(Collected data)
----------

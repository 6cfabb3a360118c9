//! In-memory repository implementations
//!
//! Same conditional-write semantics as the PostgreSQL repositories, without a
//! database. Used by tests and local development.

use async_trait::async_trait;
use chrono::Utc;
use docket_core::models::{
    Category, CollectionKey, DocumentCollection, OwnerRef, QuotaAccount, SlotSequence,
};
use docket_core::AppError;
use std::collections::HashMap;
use std::sync::atomic::{AtomicUsize, Ordering};
use std::sync::{Arc, Mutex, MutexGuard};
use uuid::Uuid;

use super::documents::DocumentRepository;
use super::quota::QuotaRepository;

fn lock<T>(mutex: &Mutex<T>) -> MutexGuard<'_, T> {
    mutex.lock().unwrap_or_else(|e| e.into_inner())
}

/// In-memory document repository
#[derive(Clone, Default)]
pub struct MemoryDocumentRepository {
    collections: Arc<Mutex<HashMap<CollectionKey, DocumentCollection>>>,
    /// Number of upcoming writes that lose a simulated race.
    injected_conflicts: Arc<AtomicUsize>,
    write_attempts: Arc<AtomicUsize>,
}

impl MemoryDocumentRepository {
    pub fn new() -> Self {
        Self::default()
    }

    /// Make the next `count` conditional writes behave as if another writer
    /// committed first: the stored version is bumped and the write is refused.
    pub fn inject_conflicts(&self, count: usize) {
        self.injected_conflicts.store(count, Ordering::SeqCst);
    }

    /// Total conditional writes attempted (inserts and updates).
    pub fn write_attempts(&self) -> usize {
        self.write_attempts.load(Ordering::SeqCst)
    }

    fn take_injected_conflict(&self) -> bool {
        self.injected_conflicts
            .fetch_update(Ordering::SeqCst, Ordering::SeqCst, |n| n.checked_sub(1))
            .is_ok()
    }
}

#[async_trait]
impl DocumentRepository for MemoryDocumentRepository {
    async fn find(&self, key: &CollectionKey) -> Result<Option<DocumentCollection>, AppError> {
        Ok(lock(&self.collections).get(key).cloned())
    }

    async fn find_all(
        &self,
        tenant_id: Uuid,
        category: Option<&Category>,
        owner_ref: Option<&OwnerRef>,
    ) -> Result<Vec<DocumentCollection>, AppError> {
        let mut found: Vec<DocumentCollection> = lock(&self.collections)
            .values()
            .filter(|c| c.key.tenant_id == tenant_id)
            .filter(|c| category.is_none_or(|cat| &c.key.category == cat))
            .filter(|c| owner_ref.is_none_or(|owner| c.key.owner_ref.as_ref() == Some(owner)))
            .cloned()
            .collect();
        found.sort_by(|a, b| {
            (a.key.category.as_str(), a.key.owner_ref.as_ref().map(|o| o.to_string())).cmp(&(
                b.key.category.as_str(),
                b.key.owner_ref.as_ref().map(|o| o.to_string()),
            ))
        });
        Ok(found)
    }

    async fn insert(
        &self,
        key: &CollectionKey,
        slots: &SlotSequence,
    ) -> Result<Option<DocumentCollection>, AppError> {
        self.write_attempts.fetch_add(1, Ordering::SeqCst);
        let mut collections = lock(&self.collections);
        if self.take_injected_conflict() || collections.contains_key(key) {
            return Ok(None);
        }

        let now = Utc::now();
        let collection = DocumentCollection {
            id: Uuid::new_v4(),
            key: key.clone(),
            slots: slots.clone(),
            version: 1,
            created_at: now,
            updated_at: now,
        };
        collections.insert(key.clone(), collection.clone());
        Ok(Some(collection))
    }

    async fn update_if_version(
        &self,
        id: Uuid,
        expected_version: i64,
        slots: &SlotSequence,
    ) -> Result<Option<DocumentCollection>, AppError> {
        self.write_attempts.fetch_add(1, Ordering::SeqCst);
        let mut collections = lock(&self.collections);
        let Some(collection) = collections.values_mut().find(|c| c.id == id) else {
            return Ok(None);
        };

        if self.take_injected_conflict() {
            collection.version += 1;
            collection.updated_at = Utc::now();
            return Ok(None);
        }

        if collection.version != expected_version {
            return Ok(None);
        }

        collection.slots = slots.clone();
        collection.version += 1;
        collection.updated_at = Utc::now();
        Ok(Some(collection.clone()))
    }
}

/// In-memory quota repository
#[derive(Clone, Default)]
pub struct MemoryQuotaRepository {
    accounts: Arc<Mutex<HashMap<Uuid, QuotaAccount>>>,
}

impl MemoryQuotaRepository {
    pub fn new() -> Self {
        Self::default()
    }

    /// Seed an account with explicit usage.
    pub fn with_account(self, tenant_id: Uuid, total_bytes: u64, used_bytes: u64) -> Self {
        lock(&self.accounts).insert(
            tenant_id,
            QuotaAccount {
                tenant_id,
                total_bytes,
                used_bytes,
                updated_at: Utc::now(),
            },
        );
        self
    }

    fn update<F>(&self, tenant_id: Uuid, apply: F) -> Option<QuotaAccount>
    where
        F: FnOnce(&mut QuotaAccount) -> bool,
    {
        let mut accounts = lock(&self.accounts);
        let account = accounts.get_mut(&tenant_id)?;
        if apply(account) {
            account.updated_at = Utc::now();
            Some(account.clone())
        } else {
            None
        }
    }
}

#[async_trait]
impl QuotaRepository for MemoryQuotaRepository {
    async fn get(&self, tenant_id: Uuid) -> Result<Option<QuotaAccount>, AppError> {
        Ok(lock(&self.accounts).get(&tenant_id).cloned())
    }

    async fn open(&self, tenant_id: Uuid, total_bytes: u64) -> Result<QuotaAccount, AppError> {
        Ok(lock(&self.accounts)
            .entry(tenant_id)
            .or_insert_with(|| QuotaAccount {
                tenant_id,
                total_bytes,
                used_bytes: 0,
                updated_at: Utc::now(),
            })
            .clone())
    }

    async fn set_total(
        &self,
        tenant_id: Uuid,
        total_bytes: u64,
    ) -> Result<Option<QuotaAccount>, AppError> {
        Ok(self.update(tenant_id, |account| {
            account.total_bytes = total_bytes;
            true
        }))
    }

    async fn set_used(
        &self,
        tenant_id: Uuid,
        used_bytes: u64,
    ) -> Result<Option<QuotaAccount>, AppError> {
        Ok(self.update(tenant_id, |account| {
            account.used_bytes = used_bytes;
            true
        }))
    }

    async fn increment_within_ceiling(
        &self,
        tenant_id: Uuid,
        bytes: u64,
    ) -> Result<Option<QuotaAccount>, AppError> {
        Ok(self.update(tenant_id, |account| {
            if account.fits(bytes) {
                account.used_bytes += bytes;
                true
            } else {
                false
            }
        }))
    }

    async fn decrement_clamped(
        &self,
        tenant_id: Uuid,
        bytes: u64,
    ) -> Result<Option<QuotaAccount>, AppError> {
        Ok(self.update(tenant_id, |account| {
            account.used_bytes = account.used_bytes.saturating_sub(bytes);
            true
        }))
    }

    async fn list_tenant_ids(&self) -> Result<Vec<Uuid>, AppError> {
        let mut ids: Vec<Uuid> = lock(&self.accounts).keys().copied().collect();
        ids.sort();
        Ok(ids)
    }
}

----------

Your answer should be every line above that contains the word "filter".

● **Your response**:
            .filter(|c| c.key.tenant_id == tenant_id)
            .filter(|c| category.is_none_or(|cat| &c.key.category == cat))
            .filter(|c| owner_ref.is_none_or(|owner| c.key.owner_ref.as_ref() == Some(owner)))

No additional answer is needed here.